I believe we can reasonably assume that a man named Jesus lived around the time that Christianity claims he did, but it is quite another thing to say he was the Son of God who died for our sins.
MANY CHRISTIANS ACTUALLY BELIEVE the palpable irrationality that because, they say, all humans are the descendants of Adam, when he and Eve ate the forbidden fruit in the Garden of Eden, Adam’s sin entered the human race.
o Thus, we are all born with a sinful nature,
4 and this “original sin” is on our souls.
The incontestable implausibility of original sin forbids, in polite society, any serious consideration of the notion. But I do believe in the secular counterpart of original sin—that beneath the veneer and superficiality of everyday social intercourse, mankind is fatally flawed, most humans, when given the opportunity, being disposed to cruelty, avarice, and immorality.

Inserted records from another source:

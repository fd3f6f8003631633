//! Core note persistence for the notepad desktop app.
//! This crate owns the note list and keeps it in sync with `data/notes.json`;
//! the UI only talks to it through `NoteStore` operations.

pub mod logging;
pub mod model;
pub mod repo;
pub mod service;

pub use logging::{default_log_level, init_logging, logging_status};
pub use model::note::{MalformedRecordError, Note, NoteRecord};
pub use repo::note_file::{JsonNoteFile, NoteFile, RepoError, RepoResult, DEFAULT_NOTES_PATH};
pub use service::note_store::{
    CorruptCause, CorruptStoreError, NoteStore, StoreError, StoreResult,
};

/// Minimal health-check API for early integration.
pub fn ping() -> &'static str {
    "pong"
}

/// Returns the core crate version.
pub fn core_version() -> &'static str {
    env!("CARGO_PKG_VERSION")
}
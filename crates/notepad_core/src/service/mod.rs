//! Core use-case services.
//!
//! # Responsibility
//! - Turn presentation-layer intents into validated collection changes.
//! - Keep UI/FFI layers away from the collection and the backing file.

pub mod note_store;
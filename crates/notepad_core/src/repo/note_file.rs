//! Backing-file contract and JSON file implementation.
//!
//! # Responsibility
//! - Read, overwrite and back up the single file holding the note array.
//! - Keep filesystem details out of the store.
//!
//! # Invariants
//! - A missing or zero-length file reads as `None`, never as an error.
//! - Writes replace the whole file; a failed write leaves the previous file intact.
//! - The backup lives at `<path>.backup` and is overwritten each time.

use log::{error, info};
use std::error::Error;
use std::ffi::OsString;
use std::fmt::{Display, Formatter};
use std::fs;
use std::io::ErrorKind;
use std::path::{Path, PathBuf};
use std::time::Instant;

/// Default backing file location, relative to the working directory.
pub const DEFAULT_NOTES_PATH: &str = "data/notes.json";

const BACKUP_SUFFIX: &str = ".backup";
const TEMP_SUFFIX: &str = ".tmp";

pub type RepoResult<T> = Result<T, RepoError>;

/// Backing-file access error.
#[derive(Debug)]
pub enum RepoError {
    Io {
        path: PathBuf,
        source: std::io::Error,
    },
    Encode(serde_json::Error),
}

impl Display for RepoError {
    fn fmt(&self, f: &mut Formatter<'_>) -> std::fmt::Result {
        match self {
            Self::Io { path, source } => write!(f, "`{}`: {source}", path.display()),
            Self::Encode(err) => write!(f, "failed to encode notes: {err}"),
        }
    }
}

impl Error for RepoError {
    fn source(&self) -> Option<&(dyn Error + 'static)> {
        match self {
            Self::Io { source, .. } => Some(source),
            Self::Encode(err) => Some(err),
        }
    }
}

impl From<serde_json::Error> for RepoError {
    fn from(value: serde_json::Error) -> Self {
        Self::Encode(value)
    }
}

/// Storage contract for the serialized note collection.
pub trait NoteFile {
    /// Location of the backing file.
    fn path(&self) -> &Path;
    /// Returns file bytes, or `None` when the file is missing or empty.
    fn read_contents(&self) -> RepoResult<Option<Vec<u8>>>;
    /// Replaces the whole file with `bytes`.
    fn write_contents(&self, bytes: &[u8]) -> RepoResult<()>;
    /// Copies `bytes` to the backup sibling and returns its path.
    fn write_backup(&self, bytes: &[u8]) -> RepoResult<PathBuf>;
}

/// Filesystem-backed JSON note file.
#[derive(Debug, Clone)]
pub struct JsonNoteFile {
    path: PathBuf,
}

impl JsonNoteFile {
    pub fn new(path: impl Into<PathBuf>) -> Self {
        Self { path: path.into() }
    }

    /// Path of the recovery copy written for unreadable files.
    pub fn backup_path(&self) -> PathBuf {
        sibling_with_suffix(&self.path, BACKUP_SUFFIX)
    }

    fn io_error(&self, path: &Path, source: std::io::Error) -> RepoError {
        RepoError::Io {
            path: path.to_path_buf(),
            source,
        }
    }

    fn ensure_parent_dir(&self) -> RepoResult<()> {
        match self.path.parent() {
            Some(parent) if !parent.as_os_str().is_empty() => {
                fs::create_dir_all(parent).map_err(|err| self.io_error(parent, err))
            }
            _ => Ok(()),
        }
    }
}

impl Default for JsonNoteFile {
    fn default() -> Self {
        Self::new(DEFAULT_NOTES_PATH)
    }
}

impl NoteFile for JsonNoteFile {
    fn path(&self) -> &Path {
        &self.path
    }

    fn read_contents(&self) -> RepoResult<Option<Vec<u8>>> {
        match fs::read(&self.path) {
            Ok(bytes) if bytes.is_empty() => Ok(None),
            Ok(bytes) => Ok(Some(bytes)),
            Err(err) if err.kind() == ErrorKind::NotFound => Ok(None),
            Err(err) => Err(self.io_error(&self.path, err)),
        }
    }

    fn write_contents(&self, bytes: &[u8]) -> RepoResult<()> {
        let started_at = Instant::now();
        let temp_path = sibling_with_suffix(&self.path, TEMP_SUFFIX);

        let result = self
            .ensure_parent_dir()
            .and_then(|()| {
                fs::write(&temp_path, bytes).map_err(|err| self.io_error(&temp_path, err))
            })
            .and_then(|()| {
                fs::rename(&temp_path, &self.path).map_err(|err| self.io_error(&self.path, err))
            });

        match result {
            Ok(()) => {
                info!(
                    "event=notes_write module=repo status=ok bytes={} duration_ms={}",
                    bytes.len(),
                    started_at.elapsed().as_millis()
                );
                Ok(())
            }
            Err(err) => {
                let _ = fs::remove_file(&temp_path);
                error!(
                    "event=notes_write module=repo status=error duration_ms={} error_code=write_failed error={}",
                    started_at.elapsed().as_millis(),
                    err
                );
                Err(err)
            }
        }
    }

    fn write_backup(&self, bytes: &[u8]) -> RepoResult<PathBuf> {
        let backup_path = self.backup_path();
        fs::write(&backup_path, bytes).map_err(|err| self.io_error(&backup_path, err))?;
        info!(
            "event=notes_backup module=repo status=ok bytes={}",
            bytes.len()
        );
        Ok(backup_path)
    }
}

fn sibling_with_suffix(path: &Path, suffix: &str) -> PathBuf {
    let mut name = OsString::from(path.as_os_str());
    name.push(suffix);
    PathBuf::from(name)
}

I know that when many of you readers see these words, you will instinctively reject what I have said, believing in the essential goodness of human beings. This, in fact, is the generally accepted view of mankind, even of most philosophers. “Deep down,” one always hears, “most people are good.” But my view is that people are just fine; that is, until their own interest is involved. When that happens, watch out because most people do not have sufficient character to rise above their own self-interest. Not only do they become bad, but, and this is remarkable, many times perversely so.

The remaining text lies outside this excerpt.